_Data for analysis_
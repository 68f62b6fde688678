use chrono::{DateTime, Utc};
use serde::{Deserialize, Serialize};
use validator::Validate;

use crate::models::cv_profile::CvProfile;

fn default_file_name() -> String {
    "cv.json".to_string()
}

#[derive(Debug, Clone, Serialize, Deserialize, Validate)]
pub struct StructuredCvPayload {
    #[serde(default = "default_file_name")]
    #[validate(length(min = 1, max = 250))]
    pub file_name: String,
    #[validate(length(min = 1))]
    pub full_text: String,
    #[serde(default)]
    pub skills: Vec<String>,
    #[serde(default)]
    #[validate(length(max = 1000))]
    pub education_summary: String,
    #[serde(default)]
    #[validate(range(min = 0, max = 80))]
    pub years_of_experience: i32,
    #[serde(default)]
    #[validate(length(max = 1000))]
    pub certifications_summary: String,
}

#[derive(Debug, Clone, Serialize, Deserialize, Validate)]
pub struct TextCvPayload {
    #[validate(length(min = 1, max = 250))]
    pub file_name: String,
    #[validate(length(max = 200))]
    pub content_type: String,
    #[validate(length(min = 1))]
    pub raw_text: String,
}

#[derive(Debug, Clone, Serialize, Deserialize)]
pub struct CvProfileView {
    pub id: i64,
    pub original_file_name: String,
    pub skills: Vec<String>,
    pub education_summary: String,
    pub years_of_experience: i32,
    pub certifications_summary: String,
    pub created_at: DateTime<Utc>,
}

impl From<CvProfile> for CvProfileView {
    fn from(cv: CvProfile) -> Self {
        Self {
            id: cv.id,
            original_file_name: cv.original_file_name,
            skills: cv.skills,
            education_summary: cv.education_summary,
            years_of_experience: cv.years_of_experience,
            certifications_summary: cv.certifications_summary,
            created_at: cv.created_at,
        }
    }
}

...

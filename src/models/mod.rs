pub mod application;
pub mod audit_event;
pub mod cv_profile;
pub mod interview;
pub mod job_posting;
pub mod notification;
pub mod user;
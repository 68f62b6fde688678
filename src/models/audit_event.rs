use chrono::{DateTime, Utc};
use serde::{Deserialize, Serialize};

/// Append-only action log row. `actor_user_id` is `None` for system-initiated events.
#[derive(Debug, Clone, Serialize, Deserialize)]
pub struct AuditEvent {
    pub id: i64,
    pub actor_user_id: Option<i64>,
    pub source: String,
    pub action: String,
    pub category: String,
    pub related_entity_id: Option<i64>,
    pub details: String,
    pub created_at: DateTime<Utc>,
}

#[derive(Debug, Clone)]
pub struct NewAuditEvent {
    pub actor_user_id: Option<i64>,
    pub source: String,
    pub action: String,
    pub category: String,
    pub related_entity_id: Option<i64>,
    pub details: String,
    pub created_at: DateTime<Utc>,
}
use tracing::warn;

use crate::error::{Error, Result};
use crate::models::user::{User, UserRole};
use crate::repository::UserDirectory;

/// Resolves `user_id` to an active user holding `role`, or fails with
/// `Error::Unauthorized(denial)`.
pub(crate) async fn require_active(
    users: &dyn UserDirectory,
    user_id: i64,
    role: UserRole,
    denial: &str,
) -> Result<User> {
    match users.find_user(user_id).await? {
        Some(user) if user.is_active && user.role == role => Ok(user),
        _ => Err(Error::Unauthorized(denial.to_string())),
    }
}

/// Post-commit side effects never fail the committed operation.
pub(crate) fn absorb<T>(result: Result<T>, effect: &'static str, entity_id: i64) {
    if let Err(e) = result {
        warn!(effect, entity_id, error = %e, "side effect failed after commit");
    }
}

_Work order_
Out of the data above, transcribe exactly and only the lines starting with the line that has "use tracing::warn;" and going on through the line that has "the committed operation.", both included.

_Solution to this problem_
use tracing::warn;

use crate::error::{Error, Result};
use crate::models::user::{User, UserRole};
use crate::repository::UserDirectory;

/// Resolves `user_id` to an active user holding `role`, or fails with
/// `Error::Unauthorized(denial)`.
pub(crate) async fn require_active(
    users: &dyn UserDirectory,
    user_id: i64,
    role: UserRole,
    denial: &str,
) -> Result<User> {
    match users.find_user(user_id).await? {
        Some(user) if user.is_active && user.role == role => Ok(user),
        _ => Err(Error::Unauthorized(denial.to_string())),
    }
}

/// Post-commit side effects never fail the committed operation.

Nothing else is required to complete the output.